The objective in early KS1 is to continue to develop these concepts and to deepen students’ awareness of the past through the study of changes within living memory and specific events beyond it that are significant nationally or globally. The idea of chronology continues to be relevant and one unit of work provides a continuation of learning from the previous year, further embedding the students’ understanding.

By the end of KS1, the children’s awareness of the past will have matured and their familiarity with chronology will be developed sufficiently to begin to examine the earliest inhabitants of the Britain. They will also start to encounter the concept of evidence and begin to appreciate its importance to our study of history.
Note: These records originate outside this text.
//! Undo/redo and persistence flows driven through the full editor.

use std::cell::RefCell;
use std::rc::Rc;

use glam::{Vec2, Vec3};
use shared::InstanceId;
use touch_editor::config::EditorConfig;
use touch_editor::fixtures::{began, ended, moved, test_assets};
use touch_editor::harness::{MemoryPersistence, RecordingUi, SharedUi, TestHarness};
use touch_editor::input::StateId;
use touch_editor::ui::UiEvent;
use touch_editor::Editor;

fn spawn_and_place(harness: &mut TestHarness, asset_id: usize, screen_point: Vec2) -> InstanceId {
    harness.spawn(asset_id);
    let instance_id = harness.selected().expect("spawn selects the new object");
    harness.drag(screen_point, screen_point, 4);
    instance_id
}

/// Drag the currently selected object to `to`, starting on its center.
fn drag_selected(harness: &mut TestHarness, to: Vec2) {
    let instance_id = harness.selected().expect("an object is selected");
    let center = harness
        .editor
        .scene()
        .objects
        .get(instance_id)
        .expect("object is registered")
        .center();
    let screen = Vec2::from(harness.editor.config().input.screen_size);
    let from = harness
        .editor
        .camera()
        .project(center, screen)
        .expect("object is in front of the camera");

    harness.drag(from, to, 6);
}

#[test]
fn test_placing_a_spawn_registers_its_command_and_saves() {
    let mut harness = TestHarness::new();
    let center = harness.screen_center();
    let saves_before = harness.store.borrow().save_count;

    harness.spawn(0);
    assert_eq!(harness.state(), StateId::DragObject);
    // Nothing to undo until the object is actually placed.
    assert!(!harness.editor.scene().can_undo());

    let instance_id = harness.selected().unwrap();
    harness.drag(center, center, 4);

    assert_eq!(harness.state(), StateId::Idle);
    assert!(harness.editor.scene().can_undo());
    assert!(harness.store.borrow().save_count > saves_before);
    // Released over the screen center, the object sits at the pivot.
    assert!(harness.object_position(instance_id).length() < 1e-3);
}

#[test]
fn test_undo_redo_of_a_spawn_keeps_the_instance_id() {
    let mut harness = TestHarness::new();
    let center = harness.screen_center();
    let instance_id = spawn_and_place(&mut harness, 1, center);
    let placed_at = harness.object_position(instance_id);

    harness.editor.handle_event(UiEvent::UndoRequested);
    assert!(!harness.editor.scene().objects.contains(instance_id));
    assert_eq!(harness.selected(), None);

    harness.editor.handle_event(UiEvent::RedoRequested);
    let object = harness
        .editor
        .scene()
        .objects
        .get(instance_id)
        .expect("redo recreates the same instance");
    assert_eq!(object.asset_id, 1);
    assert!((object.position - placed_at).length() < 1e-5);
}

#[test]
fn test_move_undo_and_redo_round_trip() {
    let mut harness = TestHarness::new();
    let center = harness.screen_center();
    let instance_id = spawn_and_place(&mut harness, 0, center);
    let original = harness.object_position(instance_id);

    drag_selected(&mut harness, Vec2::new(540.0, 1300.0));
    let moved_to = harness.object_position(instance_id);
    assert!((moved_to - original).length() > 0.5);

    harness.editor.handle_event(UiEvent::UndoRequested);
    assert!((harness.object_position(instance_id) - original).length() < 1e-4);

    harness.editor.handle_event(UiEvent::RedoRequested);
    assert!((harness.object_position(instance_id) - moved_to).length() < 1e-4);
}

#[test]
fn test_mid_drag_delete_records_the_premove_position() {
    let mut harness = TestHarness::new();
    let center = harness.screen_center();
    let instance_id = spawn_and_place(&mut harness, 0, center);
    let original = harness.object_position(instance_id);

    // Start dragging the object away, then delete it before releasing, the
    // way dropping it onto the delete button works.
    let from = harness
        .editor
        .camera()
        .project(
            harness.editor.scene().objects.get(instance_id).unwrap().center(),
            Vec2::from(harness.editor.config().input.screen_size),
        )
        .unwrap();
    harness.frame(&[began(0, from)]);
    harness.frame(&[moved(0, Vec2::new(540.0, 1300.0))]);
    assert_eq!(harness.state(), StateId::DragObject);

    harness.editor.handle_event(UiEvent::DeleteRequested);
    assert!(!harness.editor.scene().objects.contains(instance_id));
    assert_eq!(harness.selected(), None);

    // Releasing the finger registers nothing extra for the vanished object.
    harness.frame(&[ended(0, Vec2::new(540.0, 1300.0))]);
    harness.frame(&[]);
    assert_eq!(harness.editor.scene().undo_count(), 2);

    // Undoing the delete restores the object where it stood before the
    // drag, not where the finger last held it.
    harness.editor.handle_event(UiEvent::UndoRequested);
    assert!((harness.object_position(instance_id) - original).length() < 1e-4);
}

#[test]
fn test_deleting_an_unplaced_spawn_leaves_no_trace() {
    let mut harness = TestHarness::new();
    harness.spawn(1);
    assert!(harness.selected().is_some());

    harness.editor.handle_event(UiEvent::DeleteRequested);
    assert!(harness.editor.scene().objects.is_empty());
    assert!(!harness.editor.scene().can_undo());
    assert_eq!(harness.selected(), None);

    harness.idle_frames(1);
    assert_eq!(harness.state(), StateId::Idle);
    assert!(!harness.ui.borrow().editing_mode);
}

#[test]
fn test_new_edit_truncates_the_redo_branch() {
    let mut harness = TestHarness::new();
    let center = harness.screen_center();
    let instance_id = spawn_and_place(&mut harness, 0, center);
    drag_selected(&mut harness, Vec2::new(540.0, 1300.0));
    assert_eq!(harness.editor.scene().undo_count(), 2);

    harness.editor.handle_event(UiEvent::UndoRequested);
    assert!(harness.editor.scene().can_redo());

    // Undo cleared the selection; pick the object up again and move it.
    let screen = Vec2::from(harness.editor.config().input.screen_size);
    let on_object = harness
        .editor
        .camera()
        .project(
            harness.editor.scene().objects.get(instance_id).unwrap().center(),
            screen,
        )
        .unwrap();
    harness.tap(on_object);
    assert_eq!(harness.selected(), Some(instance_id));
    drag_selected(&mut harness, Vec2::new(300.0, 1200.0));

    assert_eq!(harness.editor.scene().undo_count(), 2);
    assert!(!harness.editor.scene().can_redo());
}

#[test]
fn test_undo_and_redo_on_empty_history_are_noops() {
    let mut harness = TestHarness::new();
    harness.editor.handle_event(UiEvent::UndoRequested);
    harness.editor.handle_event(UiEvent::RedoRequested);
    assert!(!harness.editor.scene().can_undo());
    assert!(!harness.editor.scene().can_redo());
    assert_eq!(harness.state(), StateId::Idle);
}

#[test]
fn test_undo_buttons_track_the_history() {
    let mut harness = TestHarness::new();
    let center = harness.screen_center();
    spawn_and_place(&mut harness, 0, center);
    assert!(harness.ui.borrow().undo_enabled);
    assert!(!harness.ui.borrow().redo_enabled);

    harness.editor.handle_event(UiEvent::UndoRequested);
    assert!(!harness.ui.borrow().undo_enabled);
    assert!(harness.ui.borrow().redo_enabled);

    harness.editor.handle_event(UiEvent::RedoRequested);
    assert!(harness.ui.borrow().undo_enabled);
    assert!(!harness.ui.borrow().redo_enabled);
}

#[test]
fn test_scene_survives_a_restart() {
    let mut harness = TestHarness::new();
    let center = harness.screen_center();
    spawn_and_place(&mut harness, 0, center);
    spawn_and_place(&mut harness, 2, Vec2::new(800.0, 1200.0));

    let before: Vec<(usize, Vec3)> = harness
        .editor
        .scene()
        .objects
        .iter()
        .map(|object| (object.asset_id, object.position))
        .collect();

    // Boot a second editor over the same store.
    let ui = Rc::new(RefCell::new(RecordingUi::default()));
    let restarted = Editor::new(
        EditorConfig::default(),
        test_assets(),
        Box::new(MemoryPersistence::from_store(harness.store.clone())),
        Box::new(SharedUi(ui)),
    );

    let after: Vec<(usize, Vec3)> = restarted
        .scene()
        .objects
        .iter()
        .map(|object| (object.asset_id, object.position))
        .collect();

    assert_eq!(before.len(), 2);
    for ((asset_before, pos_before), (asset_after, pos_after)) in before.iter().zip(&after) {
        assert_eq!(asset_before, asset_after);
        assert!((*pos_before - *pos_after).length() < 1e-6);
    }
}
Questioning will become critical to lessons and teachers will impart its importance, focusing on the idea of 5 W’s (who, what, when, where and why?)

All of this will continue into KS2 where pupils will deliver on the intent to establish a coherent and chronological history of Britain through a sequence of topics examining its inhabitants from the native Celts to the invading Normans in 1066. This will be supported and enriched by adjacent units that look at alternate civilisations from around the world that flourished at similar times, allowing comparisons to be drawn between them and enabling the children to comprehend their relevance in a wider chronological framework. Additionally, source work will continue to grow in relevance and prominence with specific tasks requiring children to truly consider the validity of evidence and the impact that this may have on our understanding.



History fires pupils’ curiosity about the past and the wider world and allows children to develop knowledge through researching, sifting through evidence and engaging in active discussion – skills that will prepare them for adult life.

British values are woven into the History curriculum promoting values such as mutual respect, tolerance and individual liberty. Themed days, visitors and school visits are present within the History curriculum and provide opportunities for children to develop a deeper understanding of the time periods studied and to inspire them to have a lifelong love of History.